オメガ2025年新作⑦「シーマスター プラネットオーシャン ワールドタイマー」
ブラックのセラミックス製ケースとスポーティーなスタイリングが印象的な「シーマスター プラネットオーシャン ワールドタイマー」が発表された。ワールドタイマーは「シーマスター アクアテラ」シリーズで人気を集めてきたスタイリングだ。本作は、「プラネットオーシャン ディープブラック」の外観を踏襲した直径45.5mmのブラックセラミックス製ケースに、ベゼルにもブラックセラミックスを用いてスポーティーに仕立てたモデルである。
ワールドタイマーならではのディテールとして注目は、文字盤中央部に描かれた地図だ。
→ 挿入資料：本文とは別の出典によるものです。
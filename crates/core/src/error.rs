//! Error types for Versant
//!
//! We use `thiserror` for automatic `Display` and `Error` trait
//! implementations.
//!
//! Transaction outcomes (commit, abort, conflict) are *not* errors: they
//! travel by value as [`crate::TxnStatus`]. The variants here cover
//! connection-level failures (I/O, framing, disconnects) and nothing
//! else. Contract violations inside the core do not get a variant; they
//! are programming errors and panic.

use std::io;
use thiserror::Error;

/// Result type alias for Versant operations.
pub type Result<T> = std::result::Result<T, Error>;

/// Error types for the Versant workspace.
#[derive(Debug, Error)]
pub enum Error {
    /// I/O error on a client connection or the listener.
    #[error("I/O error: {0}")]
    Io(#[from] io::Error),

    /// The peer closed the connection at a packet boundary.
    ///
    /// Distinct from [`Error::Io`] so the service loop can tell a clean
    /// disconnect from a failed read.
    #[error("peer disconnected")]
    Disconnected,

    /// A header carried a packet type byte outside the protocol.
    #[error("unknown packet type: {0}")]
    UnknownPacketType(u8),

    /// A header announced a payload larger than the accepted cap.
    #[error("payload of {size} bytes exceeds limit of {limit}")]
    PayloadTooLarge {
        /// Announced payload length.
        size: u32,
        /// Maximum accepted length.
        limit: u32,
    },

    /// Any other malformed framing or request sequence.
    #[error("protocol error: {0}")]
    Protocol(String),
}

impl Error {
    /// Create a [`Error::Protocol`] from any message.
    pub fn protocol(message: impl Into<String>) -> Self {
        Error::Protocol(message.into())
    }

    /// Whether this error is an orderly end of the conversation rather
    /// than a fault.
    pub fn is_disconnect(&self) -> bool {
        matches!(self, Error::Disconnected)
    }
}
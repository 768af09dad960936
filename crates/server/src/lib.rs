//! Network service for Versant
//!
//! This crate puts the store on the wire:
//! - protocol: the fixed 16-byte packet framing and its codec
//! - registry: bookkeeping of live client connections
//! - service: the per-connection request loop, one transaction per client
//! - server: listener setup and the accept loop
//!
//! The concurrency model is one OS thread per accepted connection; all
//! blocking is on OS primitives (mutexes, condition variables, socket
//! reads), never on a runtime.

#![warn(missing_docs)]
#![warn(clippy::all)]

pub mod protocol;
pub mod registry;
pub mod server;
pub mod service;

pub use protocol::{recv_packet, send_packet, Packet, PacketType, ReplyStatus};
pub use registry::ClientRegistry;
pub use server::Server;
これは、グレード5チタンの表面に、レーザー加工とニスで北極上空から望む大陸の姿を描いたものである。この地図を囲むように、ヘサライトガラスの下に昼夜を分ける24時間表示が配され、世界各地の時刻を表示するワールドタイマー機能を実現している。
用意されるのはふたつのバリエーションだ。いずれもブラックセラミックスの外装とマッチするブラックをベースに、ひとつめは、地図の海洋部分に鮮やかなターコイズブルーを用いてヴィヴィッドな印象を加えたモデルである。もうひとつは、ブラックをベースにグレーやホワイトによってモノクロームに仕立てたモデルとなる。
搭載されるのは自動巻きコーアクシャル マスター クロノメータームーブメントのCal.8938であり、実用精度や耐磁性能といった基本性能は現代基準で最高レベルである。さらに、本作はシーマスター プラネットオーシャンに準じて600mの非常に高い防水性能を有している。

自動巻き(Cal.8938)。38石。2万5200振動/時。パワーリザーブ約60時間。セラミックケース(直径45.50mm、厚さ18.99mm)。600m防水。236万5000円(税込み)。

自動巻き(Cal.8938)。38石。2万5200振動/時。パワーリザーブ約60時間。セラミックケース(直径45.50mm、厚さ18.99mm)。600m防水。236万5000円(税込み)。